Would this lighting be ok for a planted 75 Gallon tank?
I will have mostly invertabrates in it.

I had this in beginners freshwater also... but no one answered me


----------



## Puffer Pita (Jun 16, 2006)

Link doesn't work.


----------



## harif87 (Jun 5, 2006)

As long as u have UV bulbs in there the plantlife will be fine


----------



## sarah1031 (Jun 30, 2006)

http://www.thatpetplace.com/Products/KW/ES1073/Class//T1/F36BA+0047+1073/EDP/47931/Itemdy00.aspx


----------



## sarah1031 (Jun 30, 2006)

Sorry.. that one should work


----------



## harif87 (Jun 5, 2006)

The only thing is that is a fixture for T5 bulbs. As long as you got T5 UV bulbs then its all good.


----------



## sarah1031 (Jun 30, 2006)

Some people were saying T5 bulbs were better for planted aquariums.... I dont know too much about lighting....


----------



## harif87 (Jun 5, 2006)

T5's are just smaller bulbs as opposed to T12's or T8's. Its advantages are that you could put more in one space and also that since its slimmer its better reflected off the reflector and it could make more efficiency of the lumens. T5's are better than the standard T12's since they could deliver "better" light, but the truth si both would work

Edit: By smaller i mean slimmer....smaller radius


----------



## Damon (Jan 18, 2005)

You do NOT want uv bulbs for a planted tank.
That being said that fixture will not provide adequate lighting for a 75 gallon planted tank.
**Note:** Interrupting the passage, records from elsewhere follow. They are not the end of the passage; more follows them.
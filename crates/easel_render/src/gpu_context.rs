use std::sync::Arc;
use winit::window::Window;

pub struct GpuContext {
    pub surface: wgpu::Surface<'static>,
    pub device: wgpu::Device,
    pub queue: wgpu::Queue,
    pub config: wgpu::SurfaceConfiguration,
    pub surface_format: wgpu::TextureFormat,
    pub size: (u32, u32),
}

impl GpuContext {
    pub fn new(window: Arc<Window>) -> Result<Self, String> {
        let size = window.inner_size();
        let instance = wgpu::Instance::new(&wgpu::InstanceDescriptor {
            backends: wgpu::Backends::PRIMARY,
            ..Default::default()
        });

        let surface = instance
            .create_surface(window)
            .map_err(|e| format!("Failed to create surface: {e}"))?;

        let adapter = pollster::block_on(instance.request_adapter(&wgpu::RequestAdapterOptions {
            power_preference: wgpu::PowerPreference::LowPower,
            compatible_surface: Some(&surface),
            force_fallback_adapter: false,
        }))
        .ok_or_else(|| "Failed to find a suitable GPU adapter".to_string())?;

        log::info!("GPU adapter: {:?}", adapter.get_info().name);

        let (device, queue) = pollster::block_on(adapter.request_device(
            &wgpu::DeviceDescriptor {
                label: Some("Easel Device"),
                required_features: wgpu::Features::empty(),
                required_limits: wgpu::Limits::default(),
                ..Default::default()
            },
            None,
        ))
        .map_err(|e| format!("Failed to create device: {e}"))?;

        let surface_caps = surface.get_capabilities(&adapter);
        let surface_format = surface_caps
            .formats
            .iter()
            .find(|f| f.is_srgb())
            .or_else(|| surface_caps.formats.first())
            .copied()
            .ok_or_else(|| "Surface reports no texture formats".to_string())?;
        let alpha_mode = surface_caps
            .alpha_modes
            .first()
            .copied()
            .unwrap_or(wgpu::CompositeAlphaMode::Auto);

        let config = wgpu::SurfaceConfiguration {
            usage: wgpu::TextureUsages::RENDER_ATTACHMENT,
            format: surface_format,
            width: size.width.max(1),
            height: size.height.max(1),
            present_mode: wgpu::PresentMode::Fifo,
            alpha_mode,
            view_formats: vec![],
            desired_maximum_frame_latency: 2,
        };
        surface.configure(&device, &config);

        Ok(Self {
            surface,
            device,
            queue,
            config,
            surface_format,
            size: (size.width, size.height),
        })
    }

    pub fn resize(&mut self, width: u32, height: u32) {
        if width == 0 || height == 0 {
            return;
        }
        self.size = (width, height);
        self.config.width = width;
        self.config.height = height;
        self.surface.configure(&self.device, &self.config);
    }

    pub fn begin_frame(&self) -> Option<(wgpu::SurfaceTexture, wgpu::TextureView)> {
        let output = match self.surface.get_current_texture() {
            Ok(tex) => tex,
            Err(wgpu::SurfaceError::Lost) => {
                self.surface.configure(&self.device, &self.config);
                return None;
            }
            Err(wgpu::SurfaceError::OutOfMemory) => {
                log::error!("GPU out of memory");
                return None;
            }
            Err(e) => {
                log::warn!("Surface error: {:?}", e);
                return None;
            }
        };
        let view = output
            .texture
            .create_view(&wgpu::TextureViewDescriptor::default());
        Some((output, view))
    }
}
pub mod camera;
pub mod config;
pub mod error;
pub mod input;
pub mod time;
pub mod vector2;

pub use camera::Camera;
pub use config::{ConfigWatcher, EngineConfig, StepMode, SurfaceConfig, TimingConfig};
pub use error::{EaselError, EntityId, FramePhase};
pub use input::{InputState, Key, MouseBtn};
pub use time::TimeState;
pub use vector2::Vector2;
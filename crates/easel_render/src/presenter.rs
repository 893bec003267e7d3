//! Puts a frame's draw list on screen through egui + egui-wgpu.
//!
//! egui requires a split render because `egui_wgpu::Renderer::render()` needs
//! a `RenderPass<'static>` while `begin_render_pass` borrows the encoder:
//!
//!   1. `prepare()` -- paint the draw list on egui's background layer, run any
//!      extra UI (debug windows), tessellate
//!   2. `upload()`  -- textures and GPU buffers (borrows the encoder mutably)
//!   3. `paint()`   -- render into a pass made with `forget_lifetime()`
//!   4. `cleanup()` -- free textures egui no longer references
//!
//! `present()` runs 2-4 against a `GpuContext` with the surface background as
//! the clear colour.

use winit::window::Window;

use crate::draw_list::DrawList;
use crate::gpu_context::GpuContext;
use crate::painter::{paint_draw_list, TextureCache};
use crate::style::Color;

pub struct PreparedFrame {
    pub primitives: Vec<egui::ClippedPrimitive>,
    pub textures_delta: egui::TexturesDelta,
}

pub struct Presenter {
    pub egui_ctx: egui::Context,
    pub egui_winit_state: egui_winit::State,
    pub egui_renderer: egui_wgpu::Renderer,
    textures: TextureCache,
}

impl Presenter {
    pub fn new(
        device: &wgpu::Device,
        surface_format: wgpu::TextureFormat,
        window: &Window,
    ) -> Self {
        let egui_ctx = egui::Context::default();
        let egui_winit_state = egui_winit::State::new(
            egui_ctx.clone(),
            egui_ctx.viewport_id(),
            window,
            None,
            None,
            None,
        );
        let egui_renderer = egui_wgpu::Renderer::new(device, surface_format, None, 1, false);

        Self {
            egui_ctx,
            egui_winit_state,
            egui_renderer,
            textures: TextureCache::new(),
        }
    }

    /// Feed a window event to egui. Returns true if egui consumed it.
    pub fn handle_window_event(
        &mut self,
        window: &Window,
        event: &winit::event::WindowEvent,
    ) -> bool {
        let response = self.egui_winit_state.on_window_event(window, event);
        response.consumed
    }

    pub fn prepare(
        &mut self,
        window: &Window,
        list: &DrawList,
        render_scale: f32,
        mut ui: impl FnMut(&egui::Context),
    ) -> PreparedFrame {
        let raw_input = self.egui_winit_state.take_egui_input(window);
        let textures = &mut self.textures;
        let full_output = self.egui_ctx.run(raw_input, |ctx| {
            let painter = ctx.layer_painter(egui::LayerId::background());
            paint_draw_list(ctx, &painter, list, render_scale, textures);
            ui(ctx);
        });
        self.textures.end_frame();

        self.egui_winit_state
            .handle_platform_output(window, full_output.platform_output);

        let primitives = self
            .egui_ctx
            .tessellate(full_output.shapes, full_output.pixels_per_point);

        PreparedFrame {
            primitives,
            textures_delta: full_output.textures_delta,
        }
    }

    /// Upload textures and update buffers. Call before creating the render pass.
    pub fn upload(
        &mut self,
        device: &wgpu::Device,
        queue: &wgpu::Queue,
        encoder: &mut wgpu::CommandEncoder,
        frame: &PreparedFrame,
        screen_descriptor: &egui_wgpu::ScreenDescriptor,
    ) {
        for (id, image_delta) in &frame.textures_delta.set {
            self.egui_renderer
                .update_texture(device, queue, *id, image_delta);
        }

        self.egui_renderer
            .update_buffers(device, queue, encoder, &frame.primitives, screen_descriptor);
    }

    /// Render into an existing render pass. Call after `upload()`.
    pub fn paint(
        &self,
        render_pass: &mut wgpu::RenderPass<'static>,
        frame: &PreparedFrame,
        screen_descriptor: &egui_wgpu::ScreenDescriptor,
    ) {
        self.egui_renderer
            .render(render_pass, &frame.primitives, screen_descriptor);
    }

    /// Free textures that egui no longer needs. Call after rendering.
    pub fn cleanup(&mut self, frame: &PreparedFrame) {
        for id in &frame.textures_delta.free {
            self.egui_renderer.free_texture(id);
        }
    }

    /// Clear to `background`, paint the prepared frame, present.
    pub fn present(
        &mut self,
        gpu: &GpuContext,
        window: &Window,
        frame: PreparedFrame,
        background: Color,
    ) {
        let Some((output, view)) = gpu.begin_frame() else {
            self.cleanup(&frame);
            return;
        };

        let screen_descriptor = egui_wgpu::ScreenDescriptor {
            size_in_pixels: [gpu.size.0, gpu.size.1],
            pixels_per_point: window.scale_factor() as f32,
        };

        let mut encoder = gpu
            .device
            .create_command_encoder(&wgpu::CommandEncoderDescriptor {
                label: Some("Surface Encoder"),
            });

        self.upload(
            &gpu.device,
            &gpu.queue,
            &mut encoder,
            &frame,
            &screen_descriptor,
        );

        {
            let mut pass = encoder
                .begin_render_pass(&wgpu::RenderPassDescriptor {
                    label: Some("Surface Render Pass"),
                    color_attachments: &[Some(wgpu::RenderPassColorAttachment {
                        view: &view,
                        resolve_target: None,
                        ops: wgpu::Operations {
                            load: wgpu::LoadOp::Clear(background.into()),
                            store: wgpu::StoreOp::Store,
                        },
                    })],
                    depth_stencil_attachment: None,
                    ..Default::default()
                })
                .forget_lifetime();

            self.paint(&mut pass, &frame, &screen_descriptor);
        }

        self.cleanup(&frame);

        gpu.queue.submit(std::iter::once(encoder.finish()));
        output.present();
    }
}
pub mod window;

pub use window::{create_window, PlatformConfig};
You will need a minimum of 120 watts of light over your tank for low light plants. 
2 of these would work.......
http://www.bigalsonline.com/catalog/product.xml?product_id=32853;category_id=1853;pcid1=1843;pcid2=


----------



## harif87 (Jun 5, 2006)

then whats the type of bulb needed for photosynthesis, i thought it was UV - I trust Simpte's word on aquatic plants over mine anyday


----------



## sarah1031 (Jun 30, 2006)

Simpte said:


> You do NOT want uv bulbs for a planted tank.
> That being said that fixture will not provide adequate lighting for a 75 gallon planted tank. You will need a minimum of 120 watts of light over your tank for low light plants.
> 2 of these would work.......
> http://www.bigalsonline.com/catalog/product.xml?product_id=32853;category_id=1853;pcid1=1843;pcid2=


And would this one be OK sitting on a glass canopy?


----------



## Damon (Jan 18, 2005)

Plants use the reds and blue wavelengths of light. Lights falling into the 6500K-10000K spectrums are perfect for what plants need. The lower you go, the yellower the light appears to the human eye. The closer you get to the high end, the whiter the light looks. Typical plant bulbs use the 6500, 6700, 7100, 8800, 9325, and 10000K. Yes they will work fine on your glass lids (never seen a glass canopy)


----------



## Guest (Jul 13, 2006)

Shouldn't this be in the plant section?


----------